CNN: Sure looks like Maria Butina just scored a plea deal

Remember Maria Butina? She became the new Anna Chapman earlier this year after getting charged with espionage on behalf of Russia, and attempting to infiltrate activist groups such as the NRA. The Department of Justice painted Butina as a “red sparrow” at first, trading sex for access, a claim they later had to withdraw, but the espionage charges still stuck.

It appears they will stick for good, as CNN reports that Butina has filed a motion to change her “not guilty” plea:

Butina is accused of trying to infiltrate Republican political circles and party leaders during the 2016 campaign in order to advance Russian interests, and prosecutors have said the former American University student was in touch with politically powerful Russians about her activities in the US.

Her attorneys and prosecutors on Monday filed a two-page request for a “change of plea” hearing as soon as Tuesday.

Butina has been accused of trying to broker a meeting between Donald Trump and Vladimir Putin, which puts her in the orbit of the Robert Mueller investigation. However, the allegations against Butina predate Trump’s entry into the presidential race. She met with “two senior US officials” in 2015, during Barack Obama’s presidency, and brought along a partner who later ended up on a sanctions list — put there by the Trump administration:

Maria Butina, accused in the United States of spying for Russia, had wider high-level contacts in Washington than previously known, taking part in 2015 meetings between a visiting Russian official and two senior U.S. officials.

The meetings, disclosed by several people familiar with the sessions and a report prepared by a Washington think tank that arranged them, involved Stanley Fischer, then Federal Reserve vice chairman, and Nathan Sheets, then Treasury undersecretary for international affairs.

Butina traveled to the United States in April 2015 with Alexander Torshin, then the Russian Central Bank deputy governor, and they took part in separate meetings with Fischer and Sheets to discuss U.S.-Russian economic relations during Democratic former President Barack Obama’s administration.
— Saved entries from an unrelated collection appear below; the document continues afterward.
use anyhow::Result;
use chrono::{Duration, Utc};
use jsonwebtoken::{decode, encode, DecodingKey, EncodingKey, Header, Validation};
use serde::{Deserialize, Serialize};
use uuid::Uuid;

use crate::{auth::Role, config::AppConfig};

#[derive(Clone)]
pub struct JwtService {
    encoding: EncodingKey,
    decoding: DecodingKey,
    issuer: String,
    audience: String,
    expiry: Duration,
}

impl JwtService {
    pub fn from_config(config: &AppConfig) -> Result<Self> {
        Ok(Self {
            encoding: EncodingKey::from_secret(config.jwt_secret.as_bytes()),
            decoding: DecodingKey::from_secret(config.jwt_secret.as_bytes()),
            issuer: config.jwt_issuer.clone(),
            audience: config.jwt_audience.clone(),
            expiry: Duration::minutes(config.jwt_expiry_minutes),
        })
    }

    pub fn generate_token(
        &self,
        user_id: Uuid,
        username: &str,
        role: Role,
        department: Option<&str>,
    ) -> Result<String> {
        let now = Utc::now();
        let claims = Claims {
            sub: user_id,
            username: username.to_owned(),
            role,
            department: department.map(str::to_owned),
            iss: self.issuer.clone(),
            aud: self.audience.clone(),
            iat: now.timestamp() as usize,
            exp: (now + self.expiry).timestamp() as usize,
        };

        Ok(encode(&Header::default(), &claims, &self.encoding)?)
    }

    pub fn verify_token(&self, token: &str) -> Result<Claims> {
        let mut validation = Validation::default();
        validation.set_audience(&[self.audience.clone()]);
        validation.set_issuer(&[self.issuer.clone()]);
        let data = decode::<Claims>(token, &self.decoding, &validation)?;
        Ok(data.claims)
    }
}

#[derive(Debug, Clone, Serialize, Deserialize)]
pub struct Claims {
    pub sub: Uuid,
    pub username: String,
    pub role: Role,
    #[serde(default, skip_serializing_if = "Option::is_none")]
    pub department: Option<String>,
    pub iss: String,
    pub aud: String,
    pub iat: usize,
    pub exp: usize,
}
The two meetings, which have not been previously reported, reveal a wider circle of high-powered connections that Butina sought with American political leaders and special interest groups.

It’s also worth noting that Mueller’s office didn’t pursue the Butina case, at least not so far. The prosecution has been handled by the US Attorney for DC rather than the special counsel, although that could change depending on what Butina is trading for the plea deal. This effort may have gotten a boost in the effort to indict her one-time paramour Paul Erickson, who got a target letter last week from prosecutors warning him he might be indicted on Butina-related conspiracy charges:

Paul Erickson, a longtime Republican politico whose Russian girlfriend is in jail on charges she acted as a covert foreign agent, has been informed that he may face similar accusations. The Daily Beast reviewed a “target letter” that federal investigators sent Erickson’s lawyer, which said they are considering bringing charges against him under Section 951 of the U.S. code—the law barring people from secretly acting as agents of foreign governments.

The letter also said the government may bring a conspiracy charge against Erickson, who is the boyfriend of accused foreign agent Maria Butina. The letter, which was sent in September by investigators working out of the U.S. attorney’s office in Washington, does not accuse Erickson of any crimes or guarantee that he will face charges.

If prosecutors bring the charges named in the letter, Erickson would be the first American embroiled in the 2016 Russia investigation charged under a statute that Justice Department lawyers describe as “espionage-lite.”

“Charging an American under 951 in the context of the Russia investigation is especially serious because that statute is generally reserved for espionage-like cases, such as intelligence-gathering on behalf of a foreign government,” said Ryan Goodman, a former Defense Department attorney who now teaches at the New York University School of Law.

“Essentially what it would say is that an American was acting to advance the interests of a foreign power, contrary to the interests of the United States of America,” said Renato Mariotti, a former federal prosecutor.

If they’re going after Erickson, then the prosecution has to be more interested in Erickson’s alleged efforts to help Butina get that meeting between Trump and Putin. Erickson wrote an e-mail to a Trump campaign adviser urging them to get the two together during the campaign, and offered to leverage his influence with the NRA to make it happen. That e-mail surfaced a year ago, though, and Mueller didn’t take much interest in it — perhaps because the meeting never happened. It’s clear, though, that Russia was getting pretty desperate to get Trump into the same room with Putin.

Oddly, this plea deal follows a change in counsel that happened last week. Both the defense and prosecution asked for an immediate hearing by teleconference with the judge rather than a simple status hearing. Afterward, the court appointed a public defender to join her legal team, which seems pretty curious in retrospect. The plea deal may have been cooking at the same time as Erickson received his target letter. If Mueller doesn’t take up either case, the latest hot-Russian-spy drama will likely end up like its predecessor … a sideshow.